Precipitation and soil moisture are generally highly correlated, with precipitation events triggering a rapid soil wetting up, most dramatically at the surface, and then evapotranspiration and drainage processes leading to a slower dry-down period. At a very general level, precipitation and soil moisture should show a reasonable correlation. Figure 5 shows the relationship between average monthly SMOS soil moisture for the SMOS baseline and average monthly precipitation from meteorological stations for the same period. Overall, there is a Pearson correlation coefficient R of 0.6 between these two datasets, showing that while there is some skill in using precipitation to determine SMOS soil moisture, there is a high degree of variability in the SMOS data that is not explained by the precipitation data.

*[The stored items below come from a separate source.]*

use crate::state::AppState;
use axum::Router;

mod dto;
pub mod extractors;
pub mod handlers;
pub mod password;
pub mod repo;
pub mod repo_types;
pub mod services;
pub mod session;

pub use extractors::AuthSession;

pub fn router() -> Router<AppState> {
    Router::new().merge(handlers::auth_routes())
}
use crate::state::AppState;
use axum::Router;

mod dto;
pub mod handlers;
pub mod otp;
pub mod repo;
pub mod repo_types;
pub mod search;
pub mod services;

pub fn router() -> Router<AppState> {
    Router::new().merge(handlers::tree_routes())
}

This likely reflects both errors in the SMOS data and the physical relationship between soil moisture and precipitation, because the soil moisture state is impacted by precipitation as well as temperature, soil type, and land management decisions.

Fig. 5.
Fig. 5.

Comparison of average monthly precipitation over 2010–13 from meteorological stations with average monthly soil moisture from SMOS satellite data for the same period.

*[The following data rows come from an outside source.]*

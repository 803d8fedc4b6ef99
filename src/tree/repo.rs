use async_trait::async_trait;
use sqlx::{types::Json, PgPool};
use uuid::Uuid;

use super::repo_types::{NewOtp, NewTree, Tree, TreeOtp, TreePatch, TreeRow};
use crate::error::AppResult;

/// Tree store. At most one tree per owner; a second insert fails with `Conflict`.
#[async_trait]
pub trait TreeStore: Send + Sync {
    async fn insert(&self, tree: NewTree) -> AppResult<Tree>;
    async fn find_by_id(&self, id: Uuid) -> AppResult<Option<Tree>>;
    async fn find_by_owner(&self, owner_id: Uuid) -> AppResult<Option<Tree>>;

    /// Applies `patch` only when `id` belongs to `owner_id`; `None` otherwise.
    async fn update_owned(&self, id: Uuid, owner_id: Uuid, patch: TreePatch)
        -> AppResult<Option<Tree>>;

    /// Trees whose owner or any person carries exactly `cnic`.
    async fn search_by_cnic(&self, cnic: &str) -> AppResult<Vec<Tree>>;
}

/// OTP store. History is kept; issuing marks earlier live codes superseded.
#[async_trait]
pub trait OtpStore: Send + Sync {
    async fn issue(&self, otp: NewOtp) -> AppResult<TreeOtp>;
    async fn latest_for_tree(&self, tree_id: Uuid) -> AppResult<Option<TreeOtp>>;
}

const TREE_COLUMNS: &str =
    "id, owner_id, owner_email, title, owner, persons, created_at, updated_at";

#[derive(Clone)]
pub struct PgTreeStore {
    db: PgPool,
}

impl PgTreeStore {
    pub fn new(db: PgPool) -> Self {
        Self { db }
    }
}

#[async_trait]
impl TreeStore for PgTreeStore {
    async fn insert(&self, tree: NewTree) -> AppResult<Tree> {
        let row = sqlx::query_as::<_, TreeRow>(&format!(
            r#"
            INSERT INTO trees (id, owner_id, owner_email, title, owner, persons)
            VALUES ($1, $2, $3, $4, $5, $6)
            RETURNING {TREE_COLUMNS}
            "#
        ))
        .bind(Uuid::new_v4())
        .bind(tree.owner_id)
        .bind(&tree.owner_email)
        .bind(&tree.title)
        .bind(Json(&tree.owner))
        .bind(Json(&tree.persons))
        .fetch_one(&self.db)
        .await?;
        Ok(row.into())
    }

    async fn find_by_id(&self, id: Uuid) -> AppResult<Option<Tree>> {
        let row = sqlx::query_as::<_, TreeRow>(&format!(
            "SELECT {TREE_COLUMNS} FROM trees WHERE id = $1"
        ))
        .bind(id)
        .fetch_optional(&self.db)
        .await?;
        Ok(row.map(Into::into))
    }

    async fn find_by_owner(&self, owner_id: Uuid) -> AppResult<Option<Tree>> {
        let row = sqlx::query_as::<_, TreeRow>(&format!(
            "SELECT {TREE_COLUMNS} FROM trees WHERE owner_id = $1"
        ))
        .bind(owner_id)
        .fetch_optional(&self.db)
        .await?;
        Ok(row.map(Into::into))
    }

    async fn update_owned(
        &self,
        id: Uuid,
        owner_id: Uuid,
        patch: TreePatch,
    ) -> AppResult<Option<Tree>> {
        let row = sqlx::query_as::<_, TreeRow>(&format!(
            r#"
            UPDATE trees
               SET title      = COALESCE($3, title),
                   owner      = COALESCE($4, owner),
                   persons    = COALESCE($5, persons),
                   updated_at = now()
             WHERE id = $1 AND owner_id = $2
            RETURNING {TREE_COLUMNS}
            "#
        ))
        .bind(id)
        .bind(owner_id)
        .bind(patch.title)
        .bind(patch.owner.map(Json))
        .bind(patch.persons.map(Json))
        .fetch_optional(&self.db)
        .await?;
        Ok(row.map(Into::into))
    }

    async fn search_by_cnic(&self, cnic: &str) -> AppResult<Vec<Tree>> {
        let rows = sqlx::query_as::<_, TreeRow>(&format!(
            r#"
            SELECT {TREE_COLUMNS}
              FROM trees
             WHERE owner->>'cnic' = $1
                OR persons @> jsonb_build_array(jsonb_build_object('cnic', $1::text))
             ORDER BY created_at ASC
            "#
        ))
        .bind(cnic)
        .fetch_all(&self.db)
        .await?;
        Ok(rows.into_iter().map(Into::into).collect())
    }
}

#[derive(Clone)]
pub struct PgOtpStore {
    db: PgPool,
}

impl PgOtpStore {
    pub fn new(db: PgPool) -> Self {
        Self { db }
    }
}

#[async_trait]
impl OtpStore for PgOtpStore {
    async fn issue(&self, otp: NewOtp) -> AppResult<TreeOtp> {
        let mut tx = self.db.begin().await?;

        sqlx::query(
            r#"
            UPDATE tree_otps
               SET superseded_at = $2
             WHERE tree_id = $1 AND superseded_at IS NULL
            "#,
        )
        .bind(otp.tree_id)
        .bind(otp.issued_at)
        .execute(&mut *tx)
        .await?;

        let row = sqlx::query_as::<_, TreeOtp>(
            r#"
            INSERT INTO tree_otps (id, tree_id, code_hash, expires_at, created_at)
            VALUES ($1, $2, $3, $4, $5)
            RETURNING id, tree_id, code_hash, expires_at, superseded_at, created_at
            "#,
        )
        .bind(Uuid::new_v4())
        .bind(otp.tree_id)
        .bind(&otp.code_hash)
        .bind(otp.expires_at)
        .bind(otp.issued_at)
        .fetch_one(&mut *tx)
        .await?;

        tx.commit().await?;
        Ok(row)
    }

    async fn latest_for_tree(&self, tree_id: Uuid) -> AppResult<Option<TreeOtp>> {
        let row = sqlx::query_as::<_, TreeOtp>(
            r#"
            SELECT id, tree_id, code_hash, expires_at, superseded_at, created_at
              FROM tree_otps
             WHERE tree_id = $1
             ORDER BY created_at DESC
             LIMIT 1
            "#,
        )
        .bind(tree_id)
        .fetch_optional(&self.db)
        .await?;
        Ok(row)
    }
}
use tracing::{info, warn};
use uuid::Uuid;

use super::{
    dto::{normalize_email, LoginRequest, SignupRequest},
    password::{hash_password, verify_password},
    repo_types::User,
};
use crate::{
    error::{AppError, AppResult},
    state::AppState,
    validation::Validate,
};

const INVALID_CREDENTIALS: &str = "Invalid credentials";

/// Registers a new user and returns its id.
pub async fn signup(state: &AppState, mut req: SignupRequest) -> AppResult<Uuid> {
    req.email = normalize_email(&req.email);
    req.validate()?;

    if state.users.find_by_email(&req.email).await?.is_some() {
        warn!(email = %req.email, "email already registered");
        return Err(AppError::Conflict("Email already in use".into()));
    }

    let hash = hash_password(&req.password)?;
    let user = state.users.create(&req.email, &hash).await?;

    info!(user_id = %user.id, email = %user.email, "user registered");
    Ok(user.id)
}

/// Checks credentials. Unknown email and wrong password fail identically.
pub async fn authenticate(state: &AppState, mut req: LoginRequest) -> AppResult<User> {
    req.email = normalize_email(&req.email);
    req.validate()?;

    let Some(user) = state.users.find_by_email(&req.email).await? else {
        warn!(email = %req.email, "login unknown email");
        return Err(AppError::Unauthorized(INVALID_CREDENTIALS));
    };

    if !verify_password(&req.password, &user.password_hash)? {
        warn!(user_id = %user.id, "login invalid password");
        return Err(AppError::Unauthorized(INVALID_CREDENTIALS));
    }

    Ok(user)
}

/// Whether the user already owns a tree.
pub async fn has_tree(state: &AppState, user_id: Uuid) -> AppResult<bool> {
    Ok(state.trees.find_by_owner(user_id).await?.is_some())
}
use anyhow::Context;
use sqlx::{postgres::PgPoolOptions, PgPool};

use crate::config::AppConfig;

pub async fn connect(config: &AppConfig) -> anyhow::Result<PgPool> {
    PgPoolOptions::new()
        .max_connections(10)
        .connect(&config.database_url)
        .await
        .context("connect to database")
}

pub async fn migrate(db: &PgPool) -> anyhow::Result<()> {
    sqlx::migrate!("./migrations")
        .run(db)
        .await
        .context("run migrations")
}
use serde::Deserialize;

#[derive(Debug, Clone, Deserialize)]
pub struct SessionConfig {
    pub secret: String,
    pub issuer: String,
    pub audience: String,
    pub ttl_minutes: i64,
    pub cookie_name: String,
    pub cookie_secure: bool,
}

/// SMTP settings. Absent when `SMTP_HOST` is not set.
#[derive(Debug, Clone, Deserialize)]
pub struct MailConfig {
    pub smtp_host: String,
    pub smtp_port: u16,
    pub smtp_user: Option<String>,
    pub smtp_password: Option<String>,
    pub from_address: String,
}

#[derive(Debug, Clone, Deserialize)]
pub struct AppConfig {
    pub database_url: String,
    pub session: SessionConfig,
    pub mail: Option<MailConfig>,
    pub claims_inbox: String,
    pub app_url: String,
}

impl AppConfig {
    pub fn from_env() -> anyhow::Result<Self> {
        let database_url = std::env::var("DATABASE_URL")?;
        let production = std::env::var("APP_ENV")
            .map(|v| v == "production")
            .unwrap_or(false);
        let session = SessionConfig {
            secret: std::env::var("SESSION_SECRET")?,
            issuer: std::env::var("SESSION_ISSUER").unwrap_or_else(|_| "claimtree".into()),
            audience: std::env::var("SESSION_AUDIENCE").unwrap_or_else(|_| "claimtree-web".into()),
            ttl_minutes: std::env::var("SESSION_TTL_MINUTES")
                .ok()
                .and_then(|v| v.parse::<i64>().ok())
                .unwrap_or(60 * 24 * 7),
            cookie_name: std::env::var("SESSION_COOKIE_NAME").unwrap_or_else(|_| "sid".into()),
            cookie_secure: std::env::var("SESSION_COOKIE_SECURE")
                .ok()
                .and_then(|v| parse_bool(&v))
                .unwrap_or(production),
        };
        let mail = MailConfig::from_env();
        Ok(Self {
            database_url,
            session,
            mail,
            claims_inbox: std::env::var("CLAIMS_INBOX")
                .unwrap_or_else(|_| "claims@claimtree.local".into()),
            app_url: std::env::var("APP_URL").unwrap_or_else(|_| "http://localhost:3000".into()),
        })
    }
}

impl MailConfig {
    fn from_env() -> Option<Self> {
        let smtp_host = std::env::var("SMTP_HOST").ok()?;
        Some(Self {
            smtp_host,
            smtp_port: std::env::var("SMTP_PORT")
                .ok()
                .and_then(|p| p.parse().ok())
                .unwrap_or(587),
            smtp_user: std::env::var("SMTP_USER").ok(),
            smtp_password: std::env::var("SMTP_PASSWORD").ok(),
            from_address: std::env::var("MAIL_FROM")
                .unwrap_or_else(|_| "no-reply@claimtree.local".into()),
        })
    }
}

fn parse_bool(v: &str) -> Option<bool> {
    match v.trim().to_ascii_lowercase().as_str() {
        "1" | "true" | "yes" | "on" => Some(true),
        "0" | "false" | "no" | "off" => Some(false),
        _ => None,
    }
}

Citation: Journal of Hydrometeorology 16, 1; 10.1175/JHM-D-14-0039.1

b. Evaluation of SMOS soil moisture against agricultural risk events

1) Satellite soil moisture thresholds for risk events

Both the SMOS soil moisture difference from baseline and the SMOS soil moisture percentile were examined for their skill in capturing risk-related extremes at the monthly provincial scale. These indices were highly correlated, although in a nonlinear manner (Fig. 6). Soil moisture percentile values below 80% show a highly linear relationship, with each percentile representing approximately a 1% difference from the SMOS soil moisture baseline, with values above the 80th percentile representing a larger than 1% change for each percentile.

Fig. 6.
Fig. 6.

Comparison of SMOS soil moisture difference from baseline to SMOS soil moisture percentile (% of baseline) at the monthly provincial scale.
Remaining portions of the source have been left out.